Je m’en vais donc retrouver les personnages qui ont « fait » les deux premiers opus de la Trilogie : Philippe l’instituteur, Hervé le juge administratif, Franck le travailleur social, Christian « de » la Caisse d’allocations familiales, Jean-François jardinier à la ville de Paris, Michel, mon frère, patron de PME, et sa fille Florence, à la tête désormais de l’entreprise familiale. Certains personnages de Après l’invitation n’étaient plus dans J’ai pas changé de bord, d’autres sont arrivés avec celui-ci. Pas de loi donc, me mettant en demeure de répondre systématiquement à la brûlante question du « Que deviennent-ils ? », et en cela, déjà, le second film n’était pas stricto sensu une suite au premier. Le temps retrouvé aura perdu Olivier, technicien « Orange », qui n’est plus de ce monde – et je voudrais dire ici combien il en est, de ce troisième volet –, mais s’enrichit de Daniel, chef machiniste pour le cinéma, que j’ai connu, comme les autres, au lycée Littré d’Avranches. Le temps retrouvé restera fidèle à cette absence de loi.

 

Dans Après l’invitation, mes anciens amis de lycée et moi regardions nos vies d’adultes. Etaient-elles en accord avec notre adolescence ? Parler du passé, c’était parler d’elle d’abord.

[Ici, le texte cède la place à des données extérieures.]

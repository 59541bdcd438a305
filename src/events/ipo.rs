// src/events/ipo.rs
//
// 01_ipo.ics — IPO subscription, payment and listing dates.

use anyhow::Result;
use reqwest::Client;
use tracing::info;

use super::security_title;
use crate::config::{Config, DateWindow};
use crate::fetch::{fetch_first, Provider};
use crate::ics::{register, CalendarSink, EventSpec, EventTime};
use crate::table::{cell, cell_text, to_datetime, Dataset};

const PROVIDERS: &[Provider] = &[Provider {
    name: "stock_xgsglb_em",
    url: "https://datacenter-web.eastmoney.com/api/data/v1/get?reportName=RPTA_APP_IPOAPPLY&columns=ALL&sortColumns=APPLY_DATE&sortTypes=-1&pageSize=500&pageNumber=1&source=WEB",
}];

const CODE: &[&str] = &["股票代码", "申购代码", "SECURITY_CODE", "APPLY_CODE"];
const NAME: &[&str] = &["股票简称", "SECURITY_NAME", "SECURITY_NAME_ABBR"];
const APPLY: &[&str] = &["申购日期", "APPLY_DATE"];
const PAY: &[&str] = &["中签缴款日期", "网上申购缴款日", "PAY_DATE"];
const LIST: &[&str] = &["上市日期", "上市日", "LISTING_DATE"];

pub async fn generate(client: &Client, cfg: &Config, all: &mut CalendarSink) -> Result<()> {
    let ds = fetch_first(client, "新股", PROVIDERS).await?;
    let events = build_events(&ds, &cfg.window());
    info!(count = events.len(), "ipo events in window");

    let mut cal = CalendarSink::new("A股｜新股申购/缴款/上市", cfg.max_events_per_day);
    for ev in &events {
        register(ev, &mut cal, all);
    }
    cal.write(&cfg.out_dir, "01_ipo.ics")?;
    Ok(())
}

fn build_events(ds: &Dataset, window: &DateWindow) -> Vec<EventSpec> {
    let code_col = ds.resolve(CODE);
    let name_col = ds.resolve(NAME);
    let apply_col = ds.resolve(APPLY);
    let pay_col = ds.resolve(PAY);
    let list_col = ds.resolve(LIST);

    // One row can produce up to three events: subscription, payment, listing.
    let kinds: &[(&Option<String>, &str, &str)] = &[
        (&apply_col, "新股申购", "ipo-apply"),
        (&pay_col, "中签缴款", "ipo-pay"),
        (&list_col, "新股上市", "ipo-list"),
    ];

    let mut events = Vec::new();
    for row in &ds.rows {
        let code = cell_text(row, code_col.as_deref());
        let name = cell_text(row, name_col.as_deref());
        let title = security_title(&name, &code, "新股");

        for &(col, label, uid_kind) in kinds {
            let Some(day) = cell(row, col.as_deref())
                .and_then(to_datetime)
                .map(|dt| dt.date())
            else {
                continue;
            };
            if !window.contains(day) {
                continue;
            }
            events.push(EventSpec {
                summary: format!("{}｜{}", label, title),
                description: String::new(),
                uid: format!("{}-{}-{}", uid_kind, code, day),
                when: EventTime::AllDay(day),
            });
        }
    }
    events
}

#[cfg(test)]
mod tests {
    use super::*;
    use chrono::NaiveDate;
    use serde_json::json;

    fn dataset() -> Dataset {
        let rows = [
            json!({
                "股票代码": "301999",
                "股票简称": "样例科技",
                "申购日期": "2026-09-02",
                "中签缴款日期": "2026-09-04",
                "上市日期": null,
            }),
            json!({
                "股票代码": "302000",
                "股票简称": "窗外股份",
                "申购日期": "2027-03-01",
            }),
        ];
        Dataset::from_rows(rows.iter().map(|v| v.as_object().unwrap().clone()).collect())
    }

    fn window() -> DateWindow {
        DateWindow {
            start: NaiveDate::from_ymd_opt(2026, 9, 1).unwrap(),
            end: NaiveDate::from_ymd_opt(2026, 11, 30).unwrap(),
        }
    }

    #[test]
    fn emits_one_event_per_resolved_date_in_window() {
        let events = build_events(&dataset(), &window());
        let uids: Vec<_> = events.iter().map(|e| e.uid.as_str()).collect();
        assert_eq!(
            uids,
            vec!["ipo-apply-301999-2026-09-02", "ipo-pay-301999-2026-09-04"]
        );
        assert_eq!(events[0].summary, "新股申购｜样例科技(301999)");
    }

    #[test]
    fn identifiers_are_idempotent() {
        let a: Vec<_> = build_events(&dataset(), &window());
        let b: Vec<_> = build_events(&dataset(), &window());
        assert_eq!(a, b);
    }
}
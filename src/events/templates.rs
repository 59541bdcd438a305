// src/events/templates.rs
//
// Rule/experience layer, no upstream fetch:
//   07_report_templates.ics — statutory disclosure deadlines and the usual
//     reporting-season windows for this year and next;
//   08_macro_templates.ics — recurring monthly CN macro release windows.

use anyhow::Result;
use chrono::{Datelike, Duration, NaiveDate};
use tracing::info;

use super::index_rebalance::next_month;
use crate::config::Config;
use crate::ics::{register, CalendarSink, EventSpec, EventTime};

pub fn generate_report_deadlines(cfg: &Config, all: &mut CalendarSink) -> Result<()> {
    let window = cfg.window();
    let events = report_events(window.start, window.end);
    info!(count = events.len(), "report template events in window");

    let mut cal = CalendarSink::new("模板｜财报季与窗口（规则）", cfg.max_events_per_day);
    for ev in &events {
        register(ev, &mut cal, all);
    }
    cal.write(&cfg.out_dir, "07_report_templates.ics")?;
    Ok(())
}

pub fn generate_macro_windows(cfg: &Config, all: &mut CalendarSink) -> Result<()> {
    let window = cfg.window();
    let events = macro_window_events(window.start, window.end);
    info!(count = events.len(), "macro template events in window");

    let mut cal = CalendarSink::new("模板｜中国宏观数据窗口（经验）", cfg.max_events_per_day);
    for ev in &events {
        register(ev, &mut cal, all);
    }
    cal.write(&cfg.out_dir, "08_macro_templates.ics")?;
    Ok(())
}

fn all_day(summary: &str, desc: &str, uid: String, day: NaiveDate) -> EventSpec {
    EventSpec {
        summary: summary.to_string(),
        description: desc.to_string(),
        uid,
        when: EventTime::AllDay(day),
    }
}

fn report_events(start: NaiveDate, end: NaiveDate) -> Vec<EventSpec> {
    let mut events = Vec::new();
    for year in [start.year(), start.year() + 1] {
        let deadlines = [
            (4, 30, "A股｜一季报披露截止日（通常4/30）"),
            (4, 30, "A股｜年报披露截止日（通常4/30）"),
            (8, 31, "A股｜中报披露截止日（通常8/31）"),
            (10, 31, "A股｜三季报披露截止日（通常10/31）"),
        ];
        for (month, day, summary) in deadlines {
            let d = NaiveDate::from_ymd_opt(year, month, day).expect("fixed deadlines are valid");
            if start <= d && d <= end {
                events.push(all_day(
                    summary,
                    "",
                    format!("tpl-report-deadline-{}-{}", summary, d),
                    d,
                ));
            }
        }

        // Experience windows, marked on their opening day only.
        let windows = [
            (1, 10, 1, 31, "A股｜年报预告/快报密集窗口（经验）"),
            (4, 1, 4, 30, "A股｜财报披露高峰（月度窗口）"),
            (7, 1, 7, 31, "A股｜中报预告密集窗口（经验）"),
            (8, 1, 8, 31, "A股｜中报披露高峰（月度窗口）"),
            (10, 1, 10, 31, "A股｜三季报披露高峰（月度窗口）"),
        ];
        for (m1, d1, m2, d2, summary) in windows {
            let open = NaiveDate::from_ymd_opt(year, m1, d1).expect("fixed windows are valid");
            let close = NaiveDate::from_ymd_opt(year, m2, d2).expect("fixed windows are valid");
            if start <= open && open <= end {
                events.push(all_day(
                    summary,
                    &format!("窗口范围：{} ~ {}", open, close),
                    format!("tpl-window-{}-{}", summary, open),
                    open,
                ));
            }
        }
    }
    events
}

fn macro_window_events(start: NaiveDate, end: NaiveDate) -> Vec<EventSpec> {
    // (day-of-month, summary, uid tag); None = last day of the month
    let monthly: [(Option<u32>, &str, &str); 5] = [
        (Some(7), "宏观｜外汇储备公布窗口（经验：上旬）", "fx"),
        (Some(10), "宏观｜CPI/PPI公布窗口（经验：上旬）", "cpi"),
        (Some(15), "宏观｜社融/信贷/M2公布窗口（经验：中旬）", "ts"),
        (Some(20), "宏观｜LPR报价日（每月20日）", "lpr"),
        (None, "宏观｜PMI公布窗口（月末/次月初附近）", "pmi"),
    ];

    let mut events = Vec::new();
    let mut cursor =
        NaiveDate::from_ymd_opt(start.year(), start.month(), 1).expect("first of month is valid");
    while cursor <= end {
        for (day, summary, tag) in monthly {
            let d = match day {
                Some(day) => NaiveDate::from_ymd_opt(cursor.year(), cursor.month(), day)
                    .expect("days 7/10/15/20 exist in every month"),
                None => next_month(cursor) - Duration::days(1),
            };
            if start <= d && d <= end {
                events.push(all_day(summary, "", format!("tpl-macro-{}-{}", tag, d), d));
            }
        }
        cursor = next_month(cursor);
    }
    events
}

J’ai pas changé de bord, acte deux de la trilogie, reprenait à sa manière le slogan soixante-huitard selon lequel « Tout est politique ». Au beau milieu des années soixante-dix, le temps de notre adolescence, moi et mes amis avions sublimé la politique. Nous y croyions, aveuglément, en cette « religion non religieuse » – belle formule de Marcel Gauchet. Qu’en était-il « sous » Sarkozy ? J’ai pas changé de bord regrettait une parole politique disparue, perdue après l’adolescence, comme diluée depuis avec le temps, avec l’âge adulte.

Après l’invitation discourait sur un temps intime ; J’ai pas changé de bord, sur un temps politique. L’un était plutôt du côté de la petite histoire quand l’autre voulait s’approcher de la grande. Le temps retrouvé tentera la synthèse si j’ose dire, les histoires, avec ou sans majuscule, s’interpénétrant l’une l’autre, avec cette ambition démesurée de faire un tout, constitué du passé comme du présent, comme un besoin impérieux d’embrasser une totalité, de l’intime au collectif, du domestique au politique.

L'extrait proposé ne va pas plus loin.